How wonderful it has been to stay at so many peoples place. I always have to adjust to their life. I miss a place of my own, where things go my way. I miss the familiar. I miss friends which go back for a while. I miss a regular life.

But I am also afraid of the future. How much longer? Where do I go afterwards? What do I want? Alone? Who am I? These questions race through my mind at times and overwhelm me when I am in a low.

And now I am at the low of the lows and hardly have myself in control. I plan to go hiking in the Wind Range, but leg the energy and mental strength to pull it off. Instead I start crying again and continue driving alone along the roads heading north. I pick up a hitch hiker just back from a river in Idaho. He tells me I have a wonderful life, but I don’t believe him. I cry when he leaves my car and I keep driving. I look up at the Tetons in Wyoming and still keep driving.

Washington, what the hell am I going to do here?

Dag,
   Iris (Newhalem, 47063 miles)

09 August 2010

45703 - Acquaintance, Friends, Best Friends


Somehow the term acquaintance became offensive. An acquaintance is called friend, and a friend is called best friend. There are old best friends and new best friends, good friends and just friends. Its complicated and not something to mess up. To grasp that underlying tone is something I didn’t manage yet, and in consequence I use the term “friend” loosely for everybody around me.

But where I am from, I would call her an acquaintance. We would see each other twice a week in the gym and might have said “hoi”. We would maybe ask what the other had climbed that weekend, but no extended conversation would follow. We had our own group of friends and at max we had 4 overlapping. I had heard about her wedding and her pregnancy, she had heard about my trip.

Somehow I drop P an email and ask about if there is a baby yet. The answer is a picture of baby D (who is a quarter Dutch), an update about a move to Boulder, and an invitation to step by. A hookup in Boulder, you only have to tell me that once.

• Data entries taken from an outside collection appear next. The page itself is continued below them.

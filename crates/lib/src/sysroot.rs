//! The physical system root that bootloader backends operate on.

use std::cmp::Ordering;

use anyhow::{Context, Result};
use camino::Utf8Path;
use cap_std_ext::cap_std;
use cap_std_ext::cap_std::fs::Dir;
use cap_std_ext::cap_std::fs_utf8::DirEntry as DirEntryUtf8;
use cap_std_ext::dirext::CapStdExtDirExt;
use fn_error_context::context;

use crate::bootconfig::BootEntryConfig;
use crate::bootloader::GenerationSlot;
use crate::config::BootLayout;

/// What a bootloader backend needs from the system root it manages.
///
/// Callers must serialize deployment transactions; nothing here is
/// safe to drive concurrently.
pub trait Sysroot: std::fmt::Debug {
    /// The physical root directory
    fn root(&self) -> &Dir;

    /// Where the boot areas live below [`Self::root`]
    fn layout(&self) -> &BootLayout;

    /// The boot entries making up `slot`, in menu order.
    fn list_boot_entries(&self, slot: GenerationSlot) -> Result<Vec<BootEntryConfig>>;
}

/// A sysroot backed by a directory on disk, reading the entries the
/// deployment manager staged in `boot/loader.<slot>/entries`.
#[derive(Debug)]
pub struct PhysicalSysroot {
    root: Dir,
    layout: BootLayout,
}

impl PhysicalSysroot {
    /// Wrap an already opened root directory.
    pub fn new(root: Dir, layout: BootLayout) -> Self {
        Self { root, layout }
    }

    /// Open the root at `path`.
    #[context("Opening sysroot {path}")]
    pub fn open(path: &Utf8Path, layout: BootLayout) -> Result<Self> {
        let root = Dir::open_ambient_dir(path, cap_std::ambient_authority())?;
        Ok(Self::new(root, layout))
    }
}

/// Newest version first; entries without a version go last.
fn compare_entries(a: &BootEntryConfig, b: &BootEntryConfig) -> Ordering {
    match (a.version(), b.version()) {
        (Some(a), Some(b)) => b.cmp(&a),
        (Some(_), None) => Ordering::Less,
        (None, Some(_)) => Ordering::Greater,
        (None, None) => Ordering::Equal,
    }
}

impl Sysroot for PhysicalSysroot {
    fn root(&self) -> &Dir {
        &self.root
    }

    fn layout(&self) -> &BootLayout {
        &self.layout
    }

    #[context("Reading boot loader configs for slot {slot}")]
    fn list_boot_entries(&self, slot: GenerationSlot) -> Result<Vec<BootEntryConfig>> {
        let path = self.layout.staged_entries(slot);
        let Some(d) = self
            .root
            .open_dir_optional(&path)
            .with_context(|| format!("Opening {path}"))?
        else {
            tracing::debug!("No {path}");
            return Ok(Vec::new());
        };
        let mut r = Vec::new();
        for e in d.entries()? {
            let e = DirEntryUtf8::from_cap_std(e?);
            let name = e.file_name()?;
            if !name.ends_with(".conf") || !e.file_type()?.is_file() {
                continue;
            }
            let buf = d
                .read_to_string(&name)
                .with_context(|| format!("Reading {name}"))?;
            r.push(BootEntryConfig::parse(&buf));
        }
        r.sort_by(compare_entries);
        Ok(r)
    }
}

What I find is way more then just a hook up. I find one of the most amazing woman in this country. I feel so welcome, so at ease. She so easily makes me part of her life that I can’t understand that we kind of just met. We connect in cooking (how embarrassing that an Asian woman has to teach me how to make cheese), in raising kids,

in our view of relationships, in climbing,

in sustainable living, in our outlook of life, in talkativeness. And we keep wondering, why weren’t we friends back in the Bay Area? Why did we miss out all these years?

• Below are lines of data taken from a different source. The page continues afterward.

//! # Command line interface
//!
//! Command line tool to inspect and regenerate the boot configuration.

use std::ffi::OsString;
use std::io::Write;
use std::sync::Arc;

use anyhow::{Context, Result};
use camino::Utf8PathBuf;
use clap::{Parser, Subcommand};
use ostree_boot_utils::ResultExt;
use tokio_util::sync::CancellationToken;

use crate::bootloader::{
    default_bootloaders, query_bootloader, Bootloader, GenerationSlot, SdBoot,
};
use crate::config::Config;
use crate::sysroot::{PhysicalSysroot, Sysroot};

/// Manage the boot configuration of a deployment root
#[derive(Debug, Parser)]
#[clap(name = "ostree-boot", version)]
pub(crate) struct Opt {
    /// Path to the physical root of the system
    #[clap(long, global = true, default_value = "/")]
    sysroot: Utf8PathBuf,

    /// TOML file overriding the boot directory layout
    #[clap(long, global = true)]
    config: Option<Utf8PathBuf>,

    #[clap(subcommand)]
    cmd: Command,
}

#[derive(Debug, Subcommand)]
pub(crate) enum Command {
    /// Print whether systemd-boot is in use
    IsActive,
    /// Print the name of the bootloader in use
    Detect,
    /// Regenerate the systemd-boot entries for a generation
    WriteConfig {
        /// The generation to write, 0 or 1
        #[clap(long)]
        slot: GenerationSlot,
    },
    /// Print the entry files a generation would produce
    ListEntries {
        /// The generation to list, 0 or 1
        #[clap(long)]
        slot: GenerationSlot,
    },
}

impl Opt {
    fn sysroot(&self) -> Result<Arc<dyn Sysroot>> {
        let config = match self.config.as_deref() {
            Some(p) => Config::load(p)?,
            None => Config::default(),
        };
        let sysroot = PhysicalSysroot::open(&self.sysroot, config.layout)?;
        Ok(Arc::new(sysroot))
    }
}

/// A token cancelled on SIGINT or SIGTERM.
fn cancel_on_signal() -> CancellationToken {
    let cancel = CancellationToken::new();
    let token = cancel.clone();
    ctrlc::set_handler(move || {
        tracing::debug!("Received termination signal, cancelling");
        token.cancel();
    })
    .context("Installing signal handler")
    .log_err_default();
    cancel
}

fn run_from_opt(opt: Opt, mut out: impl Write) -> Result<()> {
    let sysroot = opt.sysroot()?;
    match opt.cmd {
        Command::IsActive => {
            let active = SdBoot::new(sysroot).is_active();
            writeln!(out, "{active}")?;
        }
        Command::Detect => {
            let bootloader = query_bootloader(default_bootloaders(&sysroot))
                .ok_or_else(|| anyhow::anyhow!("No supported bootloader found"))?;
            writeln!(out, "{}", bootloader.name())?;
        }
        Command::WriteConfig { slot } => {
            let cancel = cancel_on_signal();
            SdBoot::new(sysroot).write_config(slot, &cancel)?;
        }
        Command::ListEntries { slot } => {
            for entry in sysroot.list_boot_entries(slot)? {
                writeln!(out, "{}", SdBoot::entry_filename(slot, &entry)?)?;
            }
        }
    }
    Ok(())
}

/// Parse the provided arguments and execute.
/// Calls [`clap::Error::exit`] on failure, printing the error message and aborting the program.
pub fn run_from_iter<T>(args: impl IntoIterator<Item = T>) -> Result<()>
where
    T: Into<OsString> + Clone,
{
    run_from_opt(Opt::parse_from(args), std::io::stdout().lock())
}

#[cfg(test)]
mod tests {
    use super::*;

    fn run(args: &[&str]) -> Result<String> {
        let opt = Opt::try_parse_from(args)?;
        let mut out = Vec::new();
        run_from_opt(opt, &mut out)?;
        Ok(String::from_utf8(out)?)
    }

    #[test]
    fn test_parse() {
        let opt = Opt::try_parse_from(["ostree-boot", "write-config", "--slot", "1"]).unwrap();
        assert_eq!(opt.sysroot, "/");
        assert!(matches!(
            opt.cmd,
            Command::WriteConfig {
                slot: GenerationSlot::One
            }
        ));
        let opt = Opt::try_parse_from([
            "ostree-boot",
            "is-active",
            "--sysroot",
            "/sysroot",
            "--config",
            "/etc/ostree-boot.toml",
        ])
        .unwrap();
        assert_eq!(opt.sysroot, "/sysroot");
        assert_eq!(opt.config.as_deref().unwrap(), "/etc/ostree-boot.toml");

        assert!(Opt::try_parse_from(["ostree-boot", "write-config", "--slot", "2"]).is_err());
        assert!(Opt::try_parse_from(["ostree-boot", "write-config"]).is_err());
        assert!(Opt::try_parse_from(["ostree-boot"]).is_err());
    }

    #[test]
    fn test_run() -> Result<()> {
        let td = tempfile::tempdir()?;
        let root = Utf8PathBuf::try_from(td.path().to_path_buf())?;
        let run_in = |args: &[&str]| {
            let mut full = vec!["ostree-boot", "--sysroot", root.as_str()];
            full.extend_from_slice(args);
            run(&full)
        };

        assert_eq!(run_in(&["is-active"])?, "false\n");
        assert!(run_in(&["detect"]).is_err());

        std::fs::create_dir_all(root.join("boot/efi/loader/entries"))?;
        std::fs::create_dir_all(root.join("boot/loader.0/entries"))?;
        std::fs::create_dir_all(root.join("boot/abc123"))?;
        std::fs::write(root.join("boot/abc123/vmlinuz"), "kernel")?;
        std::fs::write(
            root.join("boot/loader.0/entries/ostree-test-0.conf"),
            "title Test\nversion 1.0\nlinux /abc123/vmlinuz\n",
        )?;

        assert_eq!(run_in(&["is-active"])?, "true\n");
        assert_eq!(run_in(&["detect"])?, "sd-boot\n");
        assert_eq!(
            run_in(&["list-entries", "--slot", "0"])?,
            "ostree-0-1.0.conf\n"
        );
        assert_eq!(run_in(&["write-config", "--slot", "0"])?, "");
        assert_eq!(
            std::fs::read_to_string(root.join("boot/efi/loader/entries/ostree-0-1.0.conf"))?,
            "title Test\nversion 1.0\nlinux /abc123/vmlinuz\n"
        );
        assert!(root.join("boot/efi/abc123/vmlinuz").exists());
        assert!(root.join("boot/efi/ostree/abc123").is_dir());

        // A layout override pointing somewhere that doesn't exist
        let config = root.join("layout.toml");
        std::fs::write(&config, "[layout]\nloader-entries = \"efi/loader/entries\"\n")?;
        assert_eq!(run_in(&["--config", config.as_str(), "is-active"])?, "false\n");
        Ok(())
    }
}
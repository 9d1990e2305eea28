use super::compiled_plan::{CompiledPlan, PlanStats};
use crate::graph::{FilterGraph, NodeId};
use std::collections::{BTreeMap, VecDeque};

/// Compiles a filter graph into an evaluation plan
pub struct PlanCompiler;

impl PlanCompiler {
    /// Order every node topologically and classify sources, sinks and
    /// disconnected nodes.
    ///
    /// A node is *fed* when it is a source, or when every input slot is
    /// connected and every producer is fed. Unfed nodes count as
    /// disconnected but stay in the order.
    pub fn compile(graph: &FilterGraph, generation: u64) -> CompiledPlan {
        let start_time = std::time::Instant::now();

        let ids = graph.ids();
        if ids.is_empty() {
            return CompiledPlan {
                generation,
                ..CompiledPlan::default()
            };
        }

        let index: BTreeMap<NodeId, usize> = ids.iter().enumerate().map(|(i, &id)| (id, i)).collect();
        let n = ids.len();

        // Build adjacency lists (forward and backward)
        let mut fwd_adj = vec![Vec::new(); n];
        let mut bwd_adj = vec![Vec::new(); n];
        for (from, to) in graph.edges() {
            if let (Some(&f), Some(&t)) = (index.get(&from), index.get(&to)) {
                fwd_adj[f].push(t);
                bwd_adj[t].push(f);
            }
        }

        let sources: Vec<usize> = (0..n)
            .filter(|&i| graph.node(ids[i]).is_some_and(|node| node.core().input_count() == 0))
            .collect();
        let sinks: Vec<usize> = (0..n).filter(|&i| fwd_adj[i].is_empty()).collect();

        let order = Self::topological_sort(&fwd_adj, &bwd_adj);
        if order.len() != n {
            tracing::warn!(
                "Filter graph has a cycle! Only {} of {} nodes scheduled.",
                order.len(),
                n
            );
        }

        // Walk in order so producers are classified before consumers
        let mut fed = vec![false; n];
        for &i in &order {
            let Some(node) = graph.node(ids[i]) else {
                continue;
            };
            let core = node.core();
            fed[i] = core.inputs().iter().all(|slot| {
                slot.source
                    .and_then(|src| index.get(&src.node))
                    .is_some_and(|&p| fed[p])
            });
        }

        let disconnected_nodes: Vec<NodeId> = (0..n).filter(|&i| !fed[i]).map(|i| ids[i]).collect();
        let inactive_sink_nodes: Vec<NodeId> =
            sinks.iter().filter(|&&i| !fed[i]).map(|&i| ids[i]).collect();

        let stats = PlanStats {
            total_nodes: n,
            active_nodes: n - disconnected_nodes.len(),
            disconnected_nodes: disconnected_nodes.len(),
            source_nodes: sources.len(),
            sink_nodes: sinks.len(),
            compile_time_us: start_time.elapsed().as_micros() as u64,
        };

        CompiledPlan {
            order: order.into_iter().map(|i| ids[i]).collect(),
            generation,
            stats,
            inactive_sink_nodes,
            disconnected_nodes,
        }
    }

    /// Kahn's algorithm; ties resolve by ascending node id
    fn topological_sort(fwd_adj: &[Vec<usize>], bwd_adj: &[Vec<usize>]) -> Vec<usize> {
        let n = fwd_adj.len();
        let mut in_degree: Vec<usize> = bwd_adj.iter().map(Vec::len).collect();
        let mut queue: VecDeque<usize> = (0..n).filter(|&i| in_degree[i] == 0).collect();
        let mut result = Vec::with_capacity(n);

        while let Some(node) = queue.pop_front() {
            result.push(node);
            for &next in &fwd_adj[node] {
                in_degree[next] -= 1;
                if in_degree[next] == 0 {
                    queue.push_back(next);
                }
            }
        }

        result
    }
}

Acquaintance, friend, best friend. I might totally mess things up now, but P, you are one of my best friends. Love you.

Dag,
   Iris (Boulder, 45703 miles)

07 August 2010

44972 - Rock 'n Road


Me: Wow, your van smells of gasoline.
T: Sorry, it had its best time. It seems that you are on a road trip.
Me: Jeh, I am, loving it.
T: You kayak, bike, what else do you do?
Me: Oh, some climbing, hiking, backpacking, snowshoeing, what ever comes my way.
T: Cool. So you climb. You know the book Rock ‘n Road.
Me: Jeh, as a matter of fact, I have it right here.
T: Well, I am the writer.
Me: Oh really. So what is the best climbing area in the country?
T: Its right here in Frisco. You see that rock over there, it has a 20 pitch climb on it. You wane climb it?
Me: Sure. When?
T: Now!
Me: Now? Isn’t that a little bit to late, its 14:00 already and afternoon thunderstorms are quite common here. Like as in everyday common.
T: We can just run it up in 4 hrs, its 5.7/5.8, most of the half pitches we can link, and no route finding necessary as I set up the route myself. If it starts raining, we rap down.
Me: Wow.
T: There is however a book sell here at the library “Fill a plastic bag for $3”. I want to go there first.
Me: I come to that.

Me: By now its 15:00 you still want to climb or go for some coffee?
T: Lets climb.
Me: Hmmmm, hmmmm, okay, lets do it.

Me: The best in the country, for sure not. But it was an afternoon spend well.